Nunn study reference: lifestyle similarities used to justify limiting confounding variables in observational settings.
Obamacare polling example: misinterpretation arises when the question’s framing yields multiple, opposing reasons for a single binary response; underscoring the importance of precise question construction.
The Lancet and Johns Hopkins Iraq death studies (02/2004 and 02/2006) as a prominent sampling case:
2004 study design: map of Iraq divided into 33 regions (strata); within each region, randomly locate a dot and identify the 30 closest households for interviews (cluster sampling).
Result: nearly 8,000 people interviewed; ~0.5% nonresponse rate; data collected by Iraqi interviewers who were medical professionals (to gain trust and safety in a war zone).
Limitations and criticisms: some clusters were too close to active war zones or outside region boundaries; data dropped if clusters didn’t fit region definitions; some criticisms about representativeness and data quality.
2006 follow-up: expanded to ~50 regions, ~13,000 people; adjustment for clusters that were excluded and refined sampling strategy.
Findings: estimated around 650,000 deaths associated with the invasion (much higher than official counts); highlights the challenges and importance of robust field sampling in conflict zones.
Takeaway: sampling in difficult environments can still produce valuable estimates, but requires careful design, local interviewing capability, and transparent handling of limitations.
Ethical, practical, and interpretive considerations
Informed consent and confidentiality: essential for ethical data collection; respondents must understand participation and data use.
Embedding data collection in real-world settings (e.g., war zones) demands robust safeguards for interviewers and participants; nonresponse and safety concerns can shape design.
Practical constraints shape study design: cost, time, labor, and available staff influence whether an experiment, observation, or survey is chosen.
The importance of transparent methods: clearly describe population, frame, sampling method, response rates, and weighting adjustments to enable evaluation of representativeness.
Interpretation and communication: results must be presented with caveats about limitations, possible biases, and the degree to which conclusions generalize beyond the sample.
Key terms and recap concepts
Population: the entire group of interest in a study.
Sampling frame: the list or source from which a sample is drawn.
Sample: a subset of the population chosen for study.
Stratified sampling: dividing population into homogeneous subgroups (strata) and sampling within each stratum.
Clustering: selecting natural groups (clusters) and sampling within clusters.
Systematic sampling: selecting every k-th unit after a random start.

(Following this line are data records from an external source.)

//! Structured activity logging: JSONL sink behind a non-blocking channel.

pub mod activity;
pub mod jsonl;
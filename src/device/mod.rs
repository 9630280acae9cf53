//! Block-device resolution and rotational classification.

pub mod classifier;
pub mod mounts;
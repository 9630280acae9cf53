//! Core shared infrastructure: configuration, errors, path utilities.

pub mod config;
pub mod errors;
pub mod paths;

Simple Random Sampling (SRS): each unit has an equal chance of selection.
Oversampling: sampling more from a subgroup to ensure adequate analysis.
Likely voters: a subgroup assumed to be more representative of the actual voters; used to improve polling accuracy but requires proper adjustment.
Undercoverage: portions of the population are missing from the sampling frame.
Nonresponse bias: when respondents differ from nonrespondents in ways that affect the study.
Bias vs. variability: bias is systematic error; variability is random error; larger samples reduce variability but not bias.
Margin of error (MOE): a measure of the precision of an estimate, tied to confidence level.
Random Digit Dialing (RDD): a sampling method used in telephone surveys to reach potential respondents.
Two-stage/multi-stage sampling: combining sampling methods across stages to manage costs and logistics.
Representativeness: a sample pattern that resembles the population along key dimensions; achieved through probability sampling and weighting when needed.
Proportional vs. disproportional sampling: sampling in proportion to population or oversampling particular strata for analytical purposes.
Frame maintenance: updating the sampling frame to reflect population changes over time, essential for accurate sampling.
Case study takeaways: well-designed sampling in challenging contexts can yield valuable inferences, but transparency about limitations and potential biases is crucial.